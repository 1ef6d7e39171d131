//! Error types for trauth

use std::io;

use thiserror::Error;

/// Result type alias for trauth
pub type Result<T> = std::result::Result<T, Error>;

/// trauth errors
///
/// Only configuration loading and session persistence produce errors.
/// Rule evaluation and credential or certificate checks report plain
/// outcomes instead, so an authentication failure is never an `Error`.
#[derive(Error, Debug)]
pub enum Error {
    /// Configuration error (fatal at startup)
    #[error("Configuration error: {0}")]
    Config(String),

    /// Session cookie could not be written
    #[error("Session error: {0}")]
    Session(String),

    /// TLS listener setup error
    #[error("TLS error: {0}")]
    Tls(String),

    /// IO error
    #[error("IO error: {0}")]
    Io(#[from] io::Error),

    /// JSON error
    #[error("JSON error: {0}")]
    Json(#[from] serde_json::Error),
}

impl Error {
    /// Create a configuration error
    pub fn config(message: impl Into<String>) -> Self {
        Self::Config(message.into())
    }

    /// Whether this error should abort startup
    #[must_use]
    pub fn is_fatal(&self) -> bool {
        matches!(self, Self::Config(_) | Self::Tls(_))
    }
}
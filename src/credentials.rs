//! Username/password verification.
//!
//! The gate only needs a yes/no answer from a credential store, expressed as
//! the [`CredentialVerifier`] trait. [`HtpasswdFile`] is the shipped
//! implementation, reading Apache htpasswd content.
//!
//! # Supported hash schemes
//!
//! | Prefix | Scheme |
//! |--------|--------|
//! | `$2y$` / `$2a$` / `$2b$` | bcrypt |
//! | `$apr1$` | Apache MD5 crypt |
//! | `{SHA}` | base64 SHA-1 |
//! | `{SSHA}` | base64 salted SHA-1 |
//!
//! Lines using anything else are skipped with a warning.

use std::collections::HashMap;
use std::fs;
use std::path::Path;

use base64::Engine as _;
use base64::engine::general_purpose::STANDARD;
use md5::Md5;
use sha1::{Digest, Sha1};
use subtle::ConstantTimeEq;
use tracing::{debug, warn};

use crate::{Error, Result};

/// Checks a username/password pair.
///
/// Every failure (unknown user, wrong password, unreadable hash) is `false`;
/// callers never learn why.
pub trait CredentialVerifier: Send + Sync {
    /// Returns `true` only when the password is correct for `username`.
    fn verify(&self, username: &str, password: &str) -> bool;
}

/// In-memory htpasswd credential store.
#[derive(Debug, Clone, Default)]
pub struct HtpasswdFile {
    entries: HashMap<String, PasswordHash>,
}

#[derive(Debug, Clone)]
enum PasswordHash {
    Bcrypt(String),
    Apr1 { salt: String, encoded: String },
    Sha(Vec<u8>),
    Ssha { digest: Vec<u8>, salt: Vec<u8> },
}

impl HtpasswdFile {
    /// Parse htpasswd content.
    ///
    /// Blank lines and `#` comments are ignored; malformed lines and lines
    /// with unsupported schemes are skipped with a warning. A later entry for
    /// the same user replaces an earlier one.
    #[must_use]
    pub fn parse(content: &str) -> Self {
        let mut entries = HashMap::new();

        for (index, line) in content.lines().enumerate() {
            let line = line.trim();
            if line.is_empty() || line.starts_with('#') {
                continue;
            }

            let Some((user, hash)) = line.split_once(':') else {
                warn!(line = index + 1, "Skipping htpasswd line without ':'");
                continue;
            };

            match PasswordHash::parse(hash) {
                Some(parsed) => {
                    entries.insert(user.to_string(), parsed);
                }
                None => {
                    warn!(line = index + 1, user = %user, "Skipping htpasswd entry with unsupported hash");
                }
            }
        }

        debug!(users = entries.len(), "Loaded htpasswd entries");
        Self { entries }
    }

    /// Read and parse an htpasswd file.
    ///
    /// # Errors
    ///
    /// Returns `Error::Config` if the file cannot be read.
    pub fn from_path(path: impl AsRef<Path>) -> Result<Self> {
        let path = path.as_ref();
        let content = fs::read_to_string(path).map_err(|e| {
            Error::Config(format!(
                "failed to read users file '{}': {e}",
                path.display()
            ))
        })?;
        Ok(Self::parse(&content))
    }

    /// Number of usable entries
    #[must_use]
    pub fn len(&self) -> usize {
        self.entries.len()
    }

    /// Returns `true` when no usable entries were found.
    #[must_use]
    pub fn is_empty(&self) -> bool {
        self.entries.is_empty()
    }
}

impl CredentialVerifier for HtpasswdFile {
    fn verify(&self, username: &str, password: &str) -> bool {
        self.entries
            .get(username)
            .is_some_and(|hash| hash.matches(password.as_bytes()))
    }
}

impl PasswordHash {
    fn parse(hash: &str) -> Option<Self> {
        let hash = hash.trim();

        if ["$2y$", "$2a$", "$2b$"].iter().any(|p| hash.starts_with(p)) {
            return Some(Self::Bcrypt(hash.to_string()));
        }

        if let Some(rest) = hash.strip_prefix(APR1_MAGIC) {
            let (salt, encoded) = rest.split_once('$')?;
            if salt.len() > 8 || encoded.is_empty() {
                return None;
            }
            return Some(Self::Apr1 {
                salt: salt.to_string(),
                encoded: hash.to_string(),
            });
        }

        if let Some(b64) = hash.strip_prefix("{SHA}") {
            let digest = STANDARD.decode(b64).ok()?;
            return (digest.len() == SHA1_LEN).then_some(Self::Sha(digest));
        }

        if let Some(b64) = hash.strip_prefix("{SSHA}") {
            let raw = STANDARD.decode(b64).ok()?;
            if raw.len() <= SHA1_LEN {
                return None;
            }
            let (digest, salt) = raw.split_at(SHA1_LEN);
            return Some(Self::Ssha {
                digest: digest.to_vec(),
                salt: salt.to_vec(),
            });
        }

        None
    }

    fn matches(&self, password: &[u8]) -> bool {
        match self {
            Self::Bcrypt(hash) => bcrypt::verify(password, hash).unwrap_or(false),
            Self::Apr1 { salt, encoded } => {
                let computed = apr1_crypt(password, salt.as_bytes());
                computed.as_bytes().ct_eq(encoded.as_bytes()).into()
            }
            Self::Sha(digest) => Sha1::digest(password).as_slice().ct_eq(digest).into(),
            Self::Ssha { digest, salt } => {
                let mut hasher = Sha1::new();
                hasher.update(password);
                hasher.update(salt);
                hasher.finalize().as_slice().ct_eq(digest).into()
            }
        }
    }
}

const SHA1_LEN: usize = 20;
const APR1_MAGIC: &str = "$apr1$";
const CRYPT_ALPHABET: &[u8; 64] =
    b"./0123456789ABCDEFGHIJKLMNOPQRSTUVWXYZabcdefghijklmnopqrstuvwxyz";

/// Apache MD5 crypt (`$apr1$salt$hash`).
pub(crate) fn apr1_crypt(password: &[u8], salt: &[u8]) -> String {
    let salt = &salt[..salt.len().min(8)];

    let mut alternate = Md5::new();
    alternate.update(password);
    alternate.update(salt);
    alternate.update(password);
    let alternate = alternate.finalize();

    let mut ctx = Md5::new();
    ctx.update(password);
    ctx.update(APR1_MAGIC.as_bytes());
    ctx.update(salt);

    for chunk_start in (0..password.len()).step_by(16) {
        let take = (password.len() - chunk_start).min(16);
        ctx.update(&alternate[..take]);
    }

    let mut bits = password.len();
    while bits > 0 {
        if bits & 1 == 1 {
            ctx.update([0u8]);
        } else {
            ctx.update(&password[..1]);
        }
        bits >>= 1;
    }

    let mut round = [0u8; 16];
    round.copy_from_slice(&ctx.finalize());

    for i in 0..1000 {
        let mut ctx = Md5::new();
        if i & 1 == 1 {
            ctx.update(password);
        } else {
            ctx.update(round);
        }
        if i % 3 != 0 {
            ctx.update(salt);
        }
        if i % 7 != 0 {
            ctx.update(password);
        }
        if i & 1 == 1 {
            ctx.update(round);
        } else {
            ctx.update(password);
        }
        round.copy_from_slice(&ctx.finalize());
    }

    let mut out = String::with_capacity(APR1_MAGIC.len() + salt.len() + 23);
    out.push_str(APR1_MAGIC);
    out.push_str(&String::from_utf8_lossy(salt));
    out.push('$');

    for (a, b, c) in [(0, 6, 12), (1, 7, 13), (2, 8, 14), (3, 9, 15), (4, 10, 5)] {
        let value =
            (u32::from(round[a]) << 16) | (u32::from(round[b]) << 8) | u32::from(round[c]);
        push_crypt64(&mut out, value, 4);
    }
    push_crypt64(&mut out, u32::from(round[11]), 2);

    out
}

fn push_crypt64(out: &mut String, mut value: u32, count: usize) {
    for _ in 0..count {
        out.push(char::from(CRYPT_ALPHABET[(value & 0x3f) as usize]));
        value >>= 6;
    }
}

▸ **Work to be completed**: Please output the lines of the listing above that fall in the stretch from the one with "filename src/credentials.rs" through the one with "never learn why.", exactly and only those.

▸ **Finished task**:
filename src/credentials.rs
//! Username/password verification.
//!
//! The gate only needs a yes/no answer from a credential store, expressed as
//! the [`CredentialVerifier`] trait. [`HtpasswdFile`] is the shipped
//! implementation, reading Apache htpasswd content.
//!
//! # Supported hash schemes
//!
//! | Prefix | Scheme |
//! |--------|--------|
//! | `$2y$` / `$2a$` / `$2b$` | bcrypt |
//! | `$apr1$` | Apache MD5 crypt |
//! | `{SHA}` | base64 SHA-1 |
//! | `{SSHA}` | base64 salted SHA-1 |
//!
//! Lines using anything else are skipped with a warning.

use std::collections::HashMap;
use std::fs;
use std::path::Path;

use base64::Engine as _;
use base64::engine::general_purpose::STANDARD;
use md5::Md5;
use sha1::{Digest, Sha1};
use subtle::ConstantTimeEq;
use tracing::{debug, warn};

use crate::{Error, Result};

/// Checks a username/password pair.
///
/// Every failure (unknown user, wrong password, unreadable hash) is `false`;
/// callers never learn why.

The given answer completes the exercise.